(Dataset excerpts)

▼

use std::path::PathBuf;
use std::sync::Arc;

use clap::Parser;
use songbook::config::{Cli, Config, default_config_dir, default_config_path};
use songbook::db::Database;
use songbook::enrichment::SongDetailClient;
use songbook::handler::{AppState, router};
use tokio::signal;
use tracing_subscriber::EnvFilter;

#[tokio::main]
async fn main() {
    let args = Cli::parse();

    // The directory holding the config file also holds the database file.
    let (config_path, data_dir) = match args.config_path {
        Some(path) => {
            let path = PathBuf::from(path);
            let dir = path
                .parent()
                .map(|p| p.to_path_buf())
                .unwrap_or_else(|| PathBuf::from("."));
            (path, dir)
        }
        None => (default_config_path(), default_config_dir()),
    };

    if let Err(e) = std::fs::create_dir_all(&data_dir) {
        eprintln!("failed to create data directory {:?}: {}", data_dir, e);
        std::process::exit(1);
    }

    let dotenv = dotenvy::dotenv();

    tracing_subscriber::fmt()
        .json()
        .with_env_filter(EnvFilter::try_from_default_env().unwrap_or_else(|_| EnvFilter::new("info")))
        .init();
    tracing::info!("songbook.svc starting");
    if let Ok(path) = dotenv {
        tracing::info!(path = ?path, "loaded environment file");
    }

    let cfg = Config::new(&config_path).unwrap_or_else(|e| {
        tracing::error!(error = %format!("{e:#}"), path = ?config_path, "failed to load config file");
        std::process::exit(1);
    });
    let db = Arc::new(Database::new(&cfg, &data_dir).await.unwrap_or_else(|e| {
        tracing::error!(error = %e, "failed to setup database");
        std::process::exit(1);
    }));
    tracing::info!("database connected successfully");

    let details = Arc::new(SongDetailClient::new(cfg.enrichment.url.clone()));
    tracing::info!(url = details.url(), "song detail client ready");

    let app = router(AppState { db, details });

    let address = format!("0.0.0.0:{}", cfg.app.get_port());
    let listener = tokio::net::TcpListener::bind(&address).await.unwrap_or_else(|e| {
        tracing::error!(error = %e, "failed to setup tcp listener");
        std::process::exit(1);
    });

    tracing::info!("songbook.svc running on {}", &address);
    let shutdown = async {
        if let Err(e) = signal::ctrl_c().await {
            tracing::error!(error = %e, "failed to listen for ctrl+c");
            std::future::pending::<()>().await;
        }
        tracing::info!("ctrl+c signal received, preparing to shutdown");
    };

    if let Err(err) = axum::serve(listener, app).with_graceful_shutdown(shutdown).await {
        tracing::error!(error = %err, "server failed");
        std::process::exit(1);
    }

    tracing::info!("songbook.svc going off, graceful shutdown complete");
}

▲
▼

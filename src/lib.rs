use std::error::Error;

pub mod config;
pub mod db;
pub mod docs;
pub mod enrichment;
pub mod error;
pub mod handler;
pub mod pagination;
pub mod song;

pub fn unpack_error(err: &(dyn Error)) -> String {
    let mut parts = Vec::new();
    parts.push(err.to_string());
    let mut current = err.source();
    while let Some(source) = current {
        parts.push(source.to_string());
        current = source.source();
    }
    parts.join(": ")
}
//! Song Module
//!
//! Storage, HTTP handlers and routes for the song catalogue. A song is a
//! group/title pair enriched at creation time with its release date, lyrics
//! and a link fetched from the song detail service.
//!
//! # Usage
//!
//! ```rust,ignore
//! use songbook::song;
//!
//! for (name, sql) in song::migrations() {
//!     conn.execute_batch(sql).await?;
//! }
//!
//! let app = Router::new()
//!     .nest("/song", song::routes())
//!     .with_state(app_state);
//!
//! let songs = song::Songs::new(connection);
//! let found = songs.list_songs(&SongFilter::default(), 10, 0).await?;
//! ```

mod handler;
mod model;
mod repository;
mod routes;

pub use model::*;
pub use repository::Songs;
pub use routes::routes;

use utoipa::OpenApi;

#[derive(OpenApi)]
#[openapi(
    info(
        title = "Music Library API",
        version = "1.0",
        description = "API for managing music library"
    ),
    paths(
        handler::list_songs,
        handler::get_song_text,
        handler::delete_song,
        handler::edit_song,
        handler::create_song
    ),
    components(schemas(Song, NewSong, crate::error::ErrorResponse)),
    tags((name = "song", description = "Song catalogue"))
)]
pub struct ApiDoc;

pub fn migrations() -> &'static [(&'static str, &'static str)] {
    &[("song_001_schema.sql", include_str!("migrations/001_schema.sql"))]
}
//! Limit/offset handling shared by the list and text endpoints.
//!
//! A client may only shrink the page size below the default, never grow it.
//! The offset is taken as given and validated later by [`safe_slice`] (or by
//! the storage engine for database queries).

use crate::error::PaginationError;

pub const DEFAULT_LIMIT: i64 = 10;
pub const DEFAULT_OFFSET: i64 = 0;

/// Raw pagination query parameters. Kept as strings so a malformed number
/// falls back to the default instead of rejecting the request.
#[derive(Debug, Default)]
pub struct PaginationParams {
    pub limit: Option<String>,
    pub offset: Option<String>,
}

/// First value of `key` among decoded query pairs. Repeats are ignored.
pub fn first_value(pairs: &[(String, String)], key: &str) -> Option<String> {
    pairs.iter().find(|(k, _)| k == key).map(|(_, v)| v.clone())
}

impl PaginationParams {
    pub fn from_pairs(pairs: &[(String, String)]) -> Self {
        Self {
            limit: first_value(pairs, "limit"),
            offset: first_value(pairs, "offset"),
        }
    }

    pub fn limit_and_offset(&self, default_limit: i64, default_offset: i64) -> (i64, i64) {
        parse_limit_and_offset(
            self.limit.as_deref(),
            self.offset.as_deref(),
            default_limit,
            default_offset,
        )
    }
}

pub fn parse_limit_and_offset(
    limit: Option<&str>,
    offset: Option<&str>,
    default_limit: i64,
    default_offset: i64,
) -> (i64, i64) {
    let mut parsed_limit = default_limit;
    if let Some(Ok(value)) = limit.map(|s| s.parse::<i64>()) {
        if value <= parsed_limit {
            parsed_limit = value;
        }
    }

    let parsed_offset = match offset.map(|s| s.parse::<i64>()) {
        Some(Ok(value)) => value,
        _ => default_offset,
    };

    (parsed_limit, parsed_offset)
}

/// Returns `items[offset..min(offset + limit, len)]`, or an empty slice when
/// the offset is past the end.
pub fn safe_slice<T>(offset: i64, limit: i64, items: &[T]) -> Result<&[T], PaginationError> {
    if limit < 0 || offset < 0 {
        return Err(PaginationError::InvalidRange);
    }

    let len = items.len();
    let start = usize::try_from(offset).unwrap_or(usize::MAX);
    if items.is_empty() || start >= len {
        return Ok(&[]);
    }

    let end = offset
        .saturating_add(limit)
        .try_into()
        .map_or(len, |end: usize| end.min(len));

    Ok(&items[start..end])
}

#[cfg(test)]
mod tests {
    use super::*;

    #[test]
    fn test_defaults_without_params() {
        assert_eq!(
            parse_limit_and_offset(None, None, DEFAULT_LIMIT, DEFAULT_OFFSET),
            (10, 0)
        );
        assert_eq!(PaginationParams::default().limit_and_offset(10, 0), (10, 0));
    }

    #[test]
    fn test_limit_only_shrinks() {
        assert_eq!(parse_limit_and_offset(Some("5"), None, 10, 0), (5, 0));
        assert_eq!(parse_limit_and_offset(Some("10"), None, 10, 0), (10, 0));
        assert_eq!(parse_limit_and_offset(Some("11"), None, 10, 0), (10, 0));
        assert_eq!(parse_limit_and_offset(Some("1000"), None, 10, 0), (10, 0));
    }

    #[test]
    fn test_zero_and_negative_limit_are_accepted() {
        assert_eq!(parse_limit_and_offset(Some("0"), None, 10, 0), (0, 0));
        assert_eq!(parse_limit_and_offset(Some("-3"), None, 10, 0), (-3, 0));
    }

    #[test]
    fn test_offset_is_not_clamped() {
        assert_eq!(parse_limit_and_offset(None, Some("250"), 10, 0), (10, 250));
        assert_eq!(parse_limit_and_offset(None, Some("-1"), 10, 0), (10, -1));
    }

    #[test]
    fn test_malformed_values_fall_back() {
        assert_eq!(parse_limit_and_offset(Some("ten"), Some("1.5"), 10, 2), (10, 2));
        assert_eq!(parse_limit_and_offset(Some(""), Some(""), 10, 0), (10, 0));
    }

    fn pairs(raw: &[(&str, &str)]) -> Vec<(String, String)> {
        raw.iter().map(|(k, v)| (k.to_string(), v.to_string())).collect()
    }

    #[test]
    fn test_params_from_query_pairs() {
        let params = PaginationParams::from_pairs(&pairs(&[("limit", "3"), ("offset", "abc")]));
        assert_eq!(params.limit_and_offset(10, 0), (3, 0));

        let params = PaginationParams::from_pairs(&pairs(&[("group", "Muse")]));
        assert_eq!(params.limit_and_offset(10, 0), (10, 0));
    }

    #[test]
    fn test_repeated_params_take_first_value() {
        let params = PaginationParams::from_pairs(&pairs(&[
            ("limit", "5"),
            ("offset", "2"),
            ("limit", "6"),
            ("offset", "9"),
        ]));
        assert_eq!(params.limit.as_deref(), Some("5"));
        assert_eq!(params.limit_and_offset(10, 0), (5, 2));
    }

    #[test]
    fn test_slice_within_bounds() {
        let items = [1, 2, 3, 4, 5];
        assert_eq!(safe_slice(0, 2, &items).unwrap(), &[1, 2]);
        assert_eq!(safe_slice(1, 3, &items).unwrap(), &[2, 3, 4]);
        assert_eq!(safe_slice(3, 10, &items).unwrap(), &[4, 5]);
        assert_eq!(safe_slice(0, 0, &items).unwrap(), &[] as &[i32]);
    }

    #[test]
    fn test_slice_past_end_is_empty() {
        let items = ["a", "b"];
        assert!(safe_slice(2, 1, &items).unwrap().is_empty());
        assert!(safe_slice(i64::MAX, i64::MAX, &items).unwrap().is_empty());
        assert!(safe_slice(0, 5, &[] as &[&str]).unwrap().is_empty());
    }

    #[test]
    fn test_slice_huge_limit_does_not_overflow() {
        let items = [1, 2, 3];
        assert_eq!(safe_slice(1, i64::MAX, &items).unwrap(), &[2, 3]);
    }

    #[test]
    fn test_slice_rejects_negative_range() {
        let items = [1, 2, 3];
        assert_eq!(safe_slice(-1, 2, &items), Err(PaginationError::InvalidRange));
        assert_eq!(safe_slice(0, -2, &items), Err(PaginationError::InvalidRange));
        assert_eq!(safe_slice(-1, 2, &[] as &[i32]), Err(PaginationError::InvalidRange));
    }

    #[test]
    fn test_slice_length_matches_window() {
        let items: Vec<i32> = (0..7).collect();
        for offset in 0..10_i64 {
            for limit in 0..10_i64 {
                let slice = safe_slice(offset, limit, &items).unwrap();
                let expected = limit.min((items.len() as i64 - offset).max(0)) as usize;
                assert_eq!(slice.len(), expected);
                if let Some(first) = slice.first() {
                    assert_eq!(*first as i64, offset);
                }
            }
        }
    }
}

▲

• _What the task requires_: Only a number is wanted here: the count of lines in the data that contain the string "failed".

• _Your response_: 6